1. First, do you know if you really can bring weapons back from war. This seems true, but do people bring their own weapons to war now or are they always supplied? Is it a mix of the two? If they give you a gun, do you have an option to buy it after your tour is over?
A year ago, I watched a bunch of videos on YouTube about knives. They were knife reviews, and they were posted by someone going by the name “nutnfancy.” So I think this nutnfancy had something to say about people bringing knives to wars, and those knives just didn’t hold up. (I have to trust nutnfancy on that one.) And wasn’t Seymour Glass’ pistol from the war?
2. The man sitting beside me at this coffee shop is talking about politics and using the word “obviously” to begin every sentence. Say something political using the words “obviously,” “freedom,” and “hallmark.”
I am in no way qualified to say anything political, though it’s hard to think of a non-hallucinatory context in which the words “obviously” and “freedom” appear together. Here’s my attempt, but I know it makes me look like a twit: Obviously, bi-partisan politics pervert freedom, but isn’t perversion the hallmark of an almond rubbing against a walnut on the night of a lunar eclipse?
3. Sum up Pork Pie in 3 words or less.
For lonesome readers.
4. How old is the main character and how old the old man? I always picture main characters as myself until told otherwise. Did you have me in mind when you wrote this?

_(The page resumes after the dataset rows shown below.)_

//! Chore repository for housebot.

use chrono::Utc;

use super::types::{Chore, ChoreStatus, NewChore};
use crate::datetime::parse_db_datetime;
use crate::db::DbPool;
use crate::{HousebotError, Result};

#[derive(sqlx::FromRow)]
struct ChoreRow {
    id: i64,
    assigned_to_name: String,
    assigned_by_id: Option<i64>,
    description: String,
    status: String,
    created_at: String,
    completed_at: Option<String>,
}

impl From<ChoreRow> for Chore {
    fn from(row: ChoreRow) -> Self {
        Self {
            id: row.id,
            assigned_to_name: row.assigned_to_name,
            assigned_by_id: row.assigned_by_id,
            description: row.description,
            status: row.status.parse().unwrap_or_default(),
            created_at: parse_db_datetime(&row.created_at).unwrap_or_else(Utc::now),
            completed_at: row.completed_at.and_then(|s| parse_db_datetime(&s)),
        }
    }
}

/// Repository for chores.
pub struct ChoreRepository<'a> {
    pool: &'a DbPool,
}

impl<'a> ChoreRepository<'a> {
    /// Create a new ChoreRepository with the given pool reference.
    pub fn new(pool: &'a DbPool) -> Self {
        Self { pool }
    }

    /// Create a pending chore.
    pub async fn create(&self, chore: &NewChore) -> Result<Chore> {
        let id: i64 = sqlx::query_scalar(
            "INSERT INTO chores (assigned_to_name, assigned_by_id, description, status)
             VALUES (?, ?, ?, ?)
             RETURNING id",
        )
        .bind(&chore.assigned_to_name)
        .bind(chore.assigned_by_id)
        .bind(&chore.description)
        .bind(ChoreStatus::Pending.as_str())
        .fetch_one(self.pool)
        .await
        .map_err(|e| HousebotError::Database(e.to_string()))?;

        self.get_by_id(id)
            .await?
            .ok_or_else(|| HousebotError::NotFound("chore".to_string()))
    }

    /// Get a chore by ID.
    pub async fn get_by_id(&self, id: i64) -> Result<Option<Chore>> {
        let row = sqlx::query_as::<_, ChoreRow>(
            "SELECT id, assigned_to_name, assigned_by_id, description, status,
                    created_at, completed_at
             FROM chores WHERE id = ?",
        )
        .bind(id)
        .fetch_optional(self.pool)
        .await
        .map_err(|e| HousebotError::Database(e.to_string()))?;

        Ok(row.map(Chore::from))
    }

    /// List pending chores, most recently assigned first.
    pub async fn list_pending(&self) -> Result<Vec<Chore>> {
        let rows = sqlx::query_as::<_, ChoreRow>(
            "SELECT id, assigned_to_name, assigned_by_id, description, status,
                    created_at, completed_at
             FROM chores WHERE status = ?
             ORDER BY created_at DESC, id DESC",
        )
        .bind(ChoreStatus::Pending.as_str())
        .fetch_all(self.pool)
        .await
        .map_err(|e| HousebotError::Database(e.to_string()))?;

        Ok(rows.into_iter().map(Chore::from).collect())
    }

    /// Mark the oldest pending chore matching description and assignee as completed.
    ///
    /// The description must match exactly; the username ignores case.
    /// Returns the updated chore, or None if nothing matched.
    pub async fn complete(&self, description: &str, assigned_to_name: &str) -> Result<Option<Chore>> {
        let id: Option<i64> = sqlx::query_scalar(
            "UPDATE chores SET status = ?, completed_at = datetime('now')
             WHERE id = (
                 SELECT id FROM chores
                 WHERE description = ? AND assigned_to_name = ? COLLATE NOCASE AND status = ?
                 ORDER BY id LIMIT 1
             )
             RETURNING id",
        )
        .bind(ChoreStatus::Completed.as_str())
        .bind(description)
        .bind(assigned_to_name)
        .bind(ChoreStatus::Pending.as_str())
        .fetch_optional(self.pool)
        .await
        .map_err(|e| HousebotError::Database(e.to_string()))?;

        match id {
            Some(id) => self.get_by_id(id).await,
            None => Ok(None),
        }
    }
}
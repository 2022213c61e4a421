//! Shared grocery list.

mod repository;

pub use repository::{GroceryItem, GroceryRepository};
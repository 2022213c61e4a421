//! Command dispatch.
//!
//! Each command produces exactly one reply. Failures never escape: bad input
//! turns into a usage hint and storage errors into a generic apology.

use std::fmt::Write;

use chrono::NaiveDate;
use tracing::{debug, error};

use super::command::{format_help, parse_input, usage_for, BotInput, HouseCommand};
use crate::chore::{ChoreRepository, NewChore};
use crate::config::HouseholdConfig;
use crate::datetime::{
    days_until_rent, format_in_tz, local_today, ordinal, DATETIME_FORMAT, DATE_FORMAT,
};
use crate::db::Database;
use crate::expense::{ExpenseService, GroceryRemoval};
use crate::grocery::GroceryRepository;
use crate::preference::PreferenceRepository;
use crate::settlement::{format_amount, format_balance_report, format_split};
use crate::transport::Sender;
use crate::{HousebotError, Result};

/// Routes parsed commands to the stores and formats the replies.
pub struct CommandRouter<'a> {
    db: &'a Database,
    household: &'a HouseholdConfig,
    bot_username: Option<&'a str>,
}

impl<'a> CommandRouter<'a> {
    /// Create a new CommandRouter.
    pub fn new(db: &'a Database, household: &'a HouseholdConfig) -> Self {
        Self {
            db,
            household,
            bot_username: None,
        }
    }

    /// Ignore commands addressed to bots other than `username`.
    pub fn with_bot_username(mut self, username: &'a str) -> Self {
        self.bot_username = Some(username);
        self
    }

    /// Handle raw message text. Plain messages get no reply.
    pub async fn handle_text(&self, sender: &Sender, text: &str) -> Option<String> {
        match parse_input(text, self.bot_username) {
            BotInput::Message(_) => None,
            BotInput::Command(command) => Some(self.dispatch(sender, command).await),
        }
    }

    /// Run a command and build its reply.
    pub async fn dispatch(&self, sender: &Sender, command: HouseCommand) -> String {
        debug!(sender = sender.id, command = command.name(), "dispatching command");

        let name = command.name().to_string();
        let result = match command {
            HouseCommand::SetEmoji(emoji) => self.set_emoji(sender, &emoji).await,
            HouseCommand::AddGrocery(item) => self.add_grocery(sender, &item).await,
            HouseCommand::GroceryList => self.grocery_list().await,
            HouseCommand::AddExpense {
                amount,
                description,
            } => self.add_expense(sender, amount, &description).await,
            HouseCommand::AddChore(chore) => self.add_chore(sender, &chore).await,
            HouseCommand::AssignChore { assignee, chore } => {
                self.assign_chore(&assignee, &chore).await
            }
            HouseCommand::CompleteChore(chore) => self.complete_chore(sender, &chore).await,
            HouseCommand::ChoreList => self.chore_list().await,
            HouseCommand::ShowUser => self.show_users().await,
            HouseCommand::Balance => self.balance().await,
            HouseCommand::RentDays => {
                rent_days_reply(local_today(self.household.tz()), self.household.rent_day)
            }
            HouseCommand::Help => Ok(format_help()),
            HouseCommand::Invalid(name) => Ok(usage_for(name)),
            HouseCommand::Unknown(cmd) => Ok(format!(
                "Unknown command /{cmd}. Try /help for the list of commands."
            )),
        };

        match result {
            Ok(reply) => reply,
            Err(HousebotError::Validation(reason)) => {
                debug!(command = %name, %reason, "rejected command input");
                usage_for(&name)
            }
            Err(e) => {
                error!("Error handling /{}: {}", name, e);
                format!("❌ An error occurred while {}.", action_for(&name))
            }
        }
    }

    async fn set_emoji(&self, sender: &Sender, emoji: &str) -> Result<String> {
        PreferenceRepository::new(self.db.pool())
            .upsert_emoji(sender.id, sender.display_name(), emoji)
            .await?;
        Ok(format!("✅ Emoji set to \"{emoji}\""))
    }

    async fn add_grocery(&self, sender: &Sender, item: &str) -> Result<String> {
        GroceryRepository::new(self.db.pool())
            .add(item, sender.display_name())
            .await?;
        Ok(format!("🛒 Grocery item added: \"{item}\""))
    }

    async fn grocery_list(&self) -> Result<String> {
        let items = GroceryRepository::new(self.db.pool()).list().await?;
        if items.is_empty() {
            return Ok("No grocery items have been added yet.".to_string());
        }

        let members = PreferenceRepository::new(self.db.pool())
            .directory(&self.household.default_emoji)
            .await?;
        let tz = self.household.tz();

        let mut reply = String::from("🛒 Grocery List 🛒\n");
        for item in &items {
            let _ = writeln!(
                reply,
                "• {} (added by {} on {})",
                item.name,
                members.for_name(&item.added_by),
                format_in_tz(&item.created_at, tz, DATE_FORMAT)
            );
        }
        Ok(reply.trim_end().to_string())
    }

    async fn add_expense(&self, sender: &Sender, amount: f64, description: &str) -> Result<String> {
        let service = ExpenseService::new(self.db, self.household.size()?);
        let recorded = service
            .record_expense(sender.id, sender.display_name(), amount, description)
            .await?;

        let mut reply = format!(
            "✅ Expense recorded: {} for \"{}\"\n{}",
            format_amount(recorded.expense.amount),
            recorded.expense.description,
            format_split(&recorded.split)
        );
        match recorded.grocery {
            GroceryRemoval::Removed => {
                let _ = write!(
                    reply,
                    "\n🛒 Grocery item \"{description}\" has been removed from the list."
                );
            }
            GroceryRemoval::Failed => {
                reply.push_str("\n⚠️ The expense was saved, but the grocery list could not be updated.");
            }
            GroceryRemoval::NotListed => {}
        }
        Ok(reply)
    }

    async fn add_chore(&self, sender: &Sender, chore: &str) -> Result<String> {
        ChoreRepository::new(self.db.pool())
            .create(&NewChore::self_assigned(
                sender.id,
                sender.display_name(),
                chore,
            ))
            .await?;
        Ok(format!("✅ Chore recorded: \"{chore}\""))
    }

    async fn assign_chore(&self, assignee: &str, chore: &str) -> Result<String> {
        ChoreRepository::new(self.db.pool())
            .create(&NewChore::assigned_to(assignee, chore))
            .await?;
        Ok(format!("✅ Chore assigned to @{assignee}: \"{chore}\""))
    }

    async fn complete_chore(&self, sender: &Sender, chore: &str) -> Result<String> {
        let completed = ChoreRepository::new(self.db.pool())
            .complete(chore, sender.display_name())
            .await?;
        Ok(match completed {
            Some(_) => format!("✅ Chore marked as completed: \"{chore}\""),
            None => format!("❌ Could not find a pending chore with the description: \"{chore}\""),
        })
    }

    async fn chore_list(&self) -> Result<String> {
        let chores = ChoreRepository::new(self.db.pool()).list_pending().await?;
        if chores.is_empty() {
            return Ok("No pending chores available.".to_string());
        }

        let members = PreferenceRepository::new(self.db.pool())
            .directory(&self.household.default_emoji)
            .await?;
        let tz = self.household.tz();

        let mut reply = String::from("📝 Chore List:\n");
        for (index, chore) in chores.iter().enumerate() {
            let _ = writeln!(
                reply,
                "{}. {} - {} (Assigned on {})",
                index + 1,
                chore.description,
                members.for_name(&chore.assigned_to_name),
                format_in_tz(&chore.created_at, tz, DATETIME_FORMAT)
            );
        }
        Ok(reply.trim_end().to_string())
    }

    async fn show_users(&self) -> Result<String> {
        let preferences = PreferenceRepository::new(self.db.pool()).list_all().await?;
        if preferences.is_empty() {
            return Ok("📋 No user settings found.".to_string());
        }

        let mut reply = String::from("👥 User Emoji List:\n");
        for pref in &preferences {
            let _ = writeln!(
                reply,
                "{} - @{} - {}",
                pref.emoji, pref.display_name, pref.participant_id
            );
        }
        Ok(reply.trim_end().to_string())
    }

    async fn balance(&self) -> Result<String> {
        let service = ExpenseService::new(self.db, self.household.size()?);
        let (sheet, settlement, expenses) = service.settlement(&self.household.roster).await?;

        let mut members = PreferenceRepository::new(self.db.pool())
            .directory(&self.household.default_emoji)
            .await?;
        for expense in &expenses {
            members.register_name(expense.participant_id, &expense.participant_name);
        }

        Ok(format_balance_report(&sheet, &settlement, &members))
    }
}

/// Reply for `rentdays` on a given local date.
pub fn rent_days_reply(today: NaiveDate, rent_day: u32) -> Result<String> {
    let days = days_until_rent(today, rent_day).ok_or_else(|| {
        HousebotError::Config(format!("invalid rent day: {rent_day}"))
    })?;
    Ok(format!(
        "There are {days} days left until the {}.",
        ordinal(rent_day)
    ))
}

/// Phrase naming what a command was doing, for failure replies.
fn action_for(command: &str) -> &'static str {
    match command {
        "setemoji" => "setting the emoji",
        "addgrocery" => "adding the grocery item",
        "grocerylist" => "fetching the grocery list",
        "addexpense" => "saving the expense",
        "addchore" => "saving the chore",
        "assignchore" => "assigning the chore",
        "completechore" => "updating the chore status",
        "chorelist" => "retrieving the chore list",
        "showuser" => "fetching user settings",
        "balance" => "calculating the balance",
        "rentdays" => "counting the days until rent",
        _ => "handling the command",
    }
}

I have never met you, Mr. Brinson, but I would like to. I Googled you and saw some images that might be yours. (Are you bearded, Mr. Barba?) I also read some of your excellent writing. Would you like to go to Fall River with me to get a pork pie? We could go to the water there and plaintively say, “Fall, river.”
But I’m not sure how old they are, exactly, because I observed them. When I see fights on the street, I do not collect ages. (I do, however, try to catch glimpses of teeth.)
5. There’s a real battle of intimacy here. You play on social etiquette and politeness where you’re not supposed to touch the face of or kiss an old person you don’t know. Why does the breaking of those kind of barriers always come off as depression?
This is an excellent question. If you’ll let me invoke Seymour Glass again, then I’ll say that this question makes my stars come out.
As much as I like your question, though, I don’t really understand where it’s coming from–that is, I don’t know why aberrant behavior would always come across as depression. Do you think that that one character in “Pork Pie”–the character who might be you–is depressed? Maybe, for homework, we should all make a scene in a restaurant or in an elevator or at the DMV or at the Greyhound bus station and see what it feels like. It might be the opposite of depression–whatever that is.
6. Write a sentence you read recently and loved. Say where it’s from so you don’t get sued and go to jail forever.
This sentence is from John Williams’s book Stoner:
“It occurred to him that he had never before known the body of another; and it occurred to him further that that was the reason he had always somehow separated the self of another from the body that carried that self around.”